*** Opening Records provided ***

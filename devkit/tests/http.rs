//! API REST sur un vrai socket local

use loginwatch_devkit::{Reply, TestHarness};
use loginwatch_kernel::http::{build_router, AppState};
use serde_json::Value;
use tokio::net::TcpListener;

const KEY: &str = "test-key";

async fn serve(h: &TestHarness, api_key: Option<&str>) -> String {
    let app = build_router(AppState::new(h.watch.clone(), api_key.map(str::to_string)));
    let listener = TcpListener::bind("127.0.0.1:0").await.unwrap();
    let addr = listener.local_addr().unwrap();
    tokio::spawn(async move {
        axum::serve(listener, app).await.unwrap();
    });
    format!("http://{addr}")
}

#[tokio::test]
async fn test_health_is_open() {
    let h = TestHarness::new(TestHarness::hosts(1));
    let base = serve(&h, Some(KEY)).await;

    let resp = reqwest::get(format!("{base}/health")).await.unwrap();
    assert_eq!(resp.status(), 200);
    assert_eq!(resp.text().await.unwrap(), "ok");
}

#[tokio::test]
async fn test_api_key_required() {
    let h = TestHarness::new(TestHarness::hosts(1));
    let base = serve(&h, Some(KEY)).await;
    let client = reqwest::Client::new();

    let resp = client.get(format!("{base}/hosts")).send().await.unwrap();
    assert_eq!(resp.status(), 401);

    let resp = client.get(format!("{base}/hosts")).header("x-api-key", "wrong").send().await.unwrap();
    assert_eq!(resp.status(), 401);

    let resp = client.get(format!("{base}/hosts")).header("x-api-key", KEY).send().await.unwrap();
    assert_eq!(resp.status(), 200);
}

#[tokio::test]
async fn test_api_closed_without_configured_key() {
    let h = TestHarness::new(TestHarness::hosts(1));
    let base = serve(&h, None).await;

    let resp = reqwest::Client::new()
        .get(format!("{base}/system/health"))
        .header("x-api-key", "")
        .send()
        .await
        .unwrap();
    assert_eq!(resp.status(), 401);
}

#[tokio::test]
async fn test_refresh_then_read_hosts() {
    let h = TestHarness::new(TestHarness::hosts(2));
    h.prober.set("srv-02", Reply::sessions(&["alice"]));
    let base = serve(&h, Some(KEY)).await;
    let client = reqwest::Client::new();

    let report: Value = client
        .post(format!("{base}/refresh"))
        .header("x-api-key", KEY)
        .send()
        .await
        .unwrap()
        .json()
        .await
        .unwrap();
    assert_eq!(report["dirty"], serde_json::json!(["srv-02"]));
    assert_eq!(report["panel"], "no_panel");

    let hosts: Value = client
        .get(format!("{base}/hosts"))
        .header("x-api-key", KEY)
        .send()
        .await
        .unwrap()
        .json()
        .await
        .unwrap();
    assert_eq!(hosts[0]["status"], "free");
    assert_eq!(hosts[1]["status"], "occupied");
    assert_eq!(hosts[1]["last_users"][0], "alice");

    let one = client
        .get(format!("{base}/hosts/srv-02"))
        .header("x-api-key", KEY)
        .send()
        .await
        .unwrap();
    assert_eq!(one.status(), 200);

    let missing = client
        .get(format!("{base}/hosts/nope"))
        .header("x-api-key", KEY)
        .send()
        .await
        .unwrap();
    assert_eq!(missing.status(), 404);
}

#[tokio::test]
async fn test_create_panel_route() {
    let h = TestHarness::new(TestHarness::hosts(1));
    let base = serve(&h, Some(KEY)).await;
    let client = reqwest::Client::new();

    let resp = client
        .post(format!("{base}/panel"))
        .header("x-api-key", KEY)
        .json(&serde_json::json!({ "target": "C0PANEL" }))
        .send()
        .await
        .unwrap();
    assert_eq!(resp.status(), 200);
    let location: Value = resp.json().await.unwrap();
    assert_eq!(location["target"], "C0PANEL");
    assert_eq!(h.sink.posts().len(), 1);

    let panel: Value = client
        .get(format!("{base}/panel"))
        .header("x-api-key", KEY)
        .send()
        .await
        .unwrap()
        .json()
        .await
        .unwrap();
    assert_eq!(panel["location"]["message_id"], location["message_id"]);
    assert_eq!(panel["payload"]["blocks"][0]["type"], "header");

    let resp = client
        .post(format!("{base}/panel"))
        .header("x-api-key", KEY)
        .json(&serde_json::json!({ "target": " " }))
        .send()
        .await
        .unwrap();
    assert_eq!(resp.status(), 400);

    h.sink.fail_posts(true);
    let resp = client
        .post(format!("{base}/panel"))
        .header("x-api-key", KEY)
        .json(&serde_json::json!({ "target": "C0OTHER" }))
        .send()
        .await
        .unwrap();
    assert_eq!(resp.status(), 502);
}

*** Closing Records provided ***

Output the entire listing above, character for character.

- _The completed task_
filename devkit/tests/http.rs
//! API REST sur un vrai socket local

use loginwatch_devkit::{Reply, TestHarness};
use loginwatch_kernel::http::{build_router, AppState};
use serde_json::Value;
use tokio::net::TcpListener;

const KEY: &str = "test-key";

async fn serve(h: &TestHarness, api_key: Option<&str>) -> String {
    let app = build_router(AppState::new(h.watch.clone(), api_key.map(str::to_string)));
    let listener = TcpListener::bind("127.0.0.1:0").await.unwrap();
    let addr = listener.local_addr().unwrap();
    tokio::spawn(async move {
        axum::serve(listener, app).await.unwrap();
    });
    format!("http://{addr}")
}

#[tokio::test]
async fn test_health_is_open() {
    let h = TestHarness::new(TestHarness::hosts(1));
    let base = serve(&h, Some(KEY)).await;

    let resp = reqwest::get(format!("{base}/health")).await.unwrap();
    assert_eq!(resp.status(), 200);
    assert_eq!(resp.text().await.unwrap(), "ok");
}

#[tokio::test]
async fn test_api_key_required() {
    let h = TestHarness::new(TestHarness::hosts(1));
    let base = serve(&h, Some(KEY)).await;
    let client = reqwest::Client::new();

    let resp = client.get(format!("{base}/hosts")).send().await.unwrap();
    assert_eq!(resp.status(), 401);

    let resp = client.get(format!("{base}/hosts")).header("x-api-key", "wrong").send().await.unwrap();
    assert_eq!(resp.status(), 401);

    let resp = client.get(format!("{base}/hosts")).header("x-api-key", KEY).send().await.unwrap();
    assert_eq!(resp.status(), 200);
}

#[tokio::test]
async fn test_api_closed_without_configured_key() {
    let h = TestHarness::new(TestHarness::hosts(1));
    let base = serve(&h, None).await;

    let resp = reqwest::Client::new()
        .get(format!("{base}/system/health"))
        .header("x-api-key", "")
        .send()
        .await
        .unwrap();
    assert_eq!(resp.status(), 401);
}

#[tokio::test]
async fn test_refresh_then_read_hosts() {
    let h = TestHarness::new(TestHarness::hosts(2));
    h.prober.set("srv-02", Reply::sessions(&["alice"]));
    let base = serve(&h, Some(KEY)).await;
    let client = reqwest::Client::new();

    let report: Value = client
        .post(format!("{base}/refresh"))
        .header("x-api-key", KEY)
        .send()
        .await
        .unwrap()
        .json()
        .await
        .unwrap();
    assert_eq!(report["dirty"], serde_json::json!(["srv-02"]));
    assert_eq!(report["panel"], "no_panel");

    let hosts: Value = client
        .get(format!("{base}/hosts"))
        .header("x-api-key", KEY)
        .send()
        .await
        .unwrap()
        .json()
        .await
        .unwrap();
    assert_eq!(hosts[0]["status"], "free");
    assert_eq!(hosts[1]["status"], "occupied");
    assert_eq!(hosts[1]["last_users"][0], "alice");

    let one = client
        .get(format!("{base}/hosts/srv-02"))
        .header("x-api-key", KEY)
        .send()
        .await
        .unwrap();
    assert_eq!(one.status(), 200);

    let missing = client
        .get(format!("{base}/hosts/nope"))
        .header("x-api-key", KEY)
        .send()
        .await
        .unwrap();
    assert_eq!(missing.status(), 404);
}

#[tokio::test]
async fn test_create_panel_route() {
    let h = TestHarness::new(TestHarness::hosts(1));
    let base = serve(&h, Some(KEY)).await;
    let client = reqwest::Client::new();

    let resp = client
        .post(format!("{base}/panel"))
        .header("x-api-key", KEY)
        .json(&serde_json::json!({ "target": "C0PANEL" }))
        .send()
        .await
        .unwrap();
    assert_eq!(resp.status(), 200);
    let location: Value = resp.json().await.unwrap();
    assert_eq!(location["target"], "C0PANEL");
    assert_eq!(h.sink.posts().len(), 1);

    let panel: Value = client
        .get(format!("{base}/panel"))
        .header("x-api-key", KEY)
        .send()
        .await
        .unwrap()
        .json()
        .await
        .unwrap();
    assert_eq!(panel["location"]["message_id"], location["message_id"]);
    assert_eq!(panel["payload"]["blocks"][0]["type"], "header");

    let resp = client
        .post(format!("{base}/panel"))
        .header("x-api-key", KEY)
        .json(&serde_json::json!({ "target": " " }))
        .send()
        .await
        .unwrap();
    assert_eq!(resp.status(), 400);

    h.sink.fail_posts(true);
    let resp = client
        .post(format!("{base}/panel"))
        .header("x-api-key", KEY)
        .json(&serde_json::json!({ "target": "C0OTHER" }))
        .send()
        .await
        .unwrap();
    assert_eq!(resp.status(), 502);
}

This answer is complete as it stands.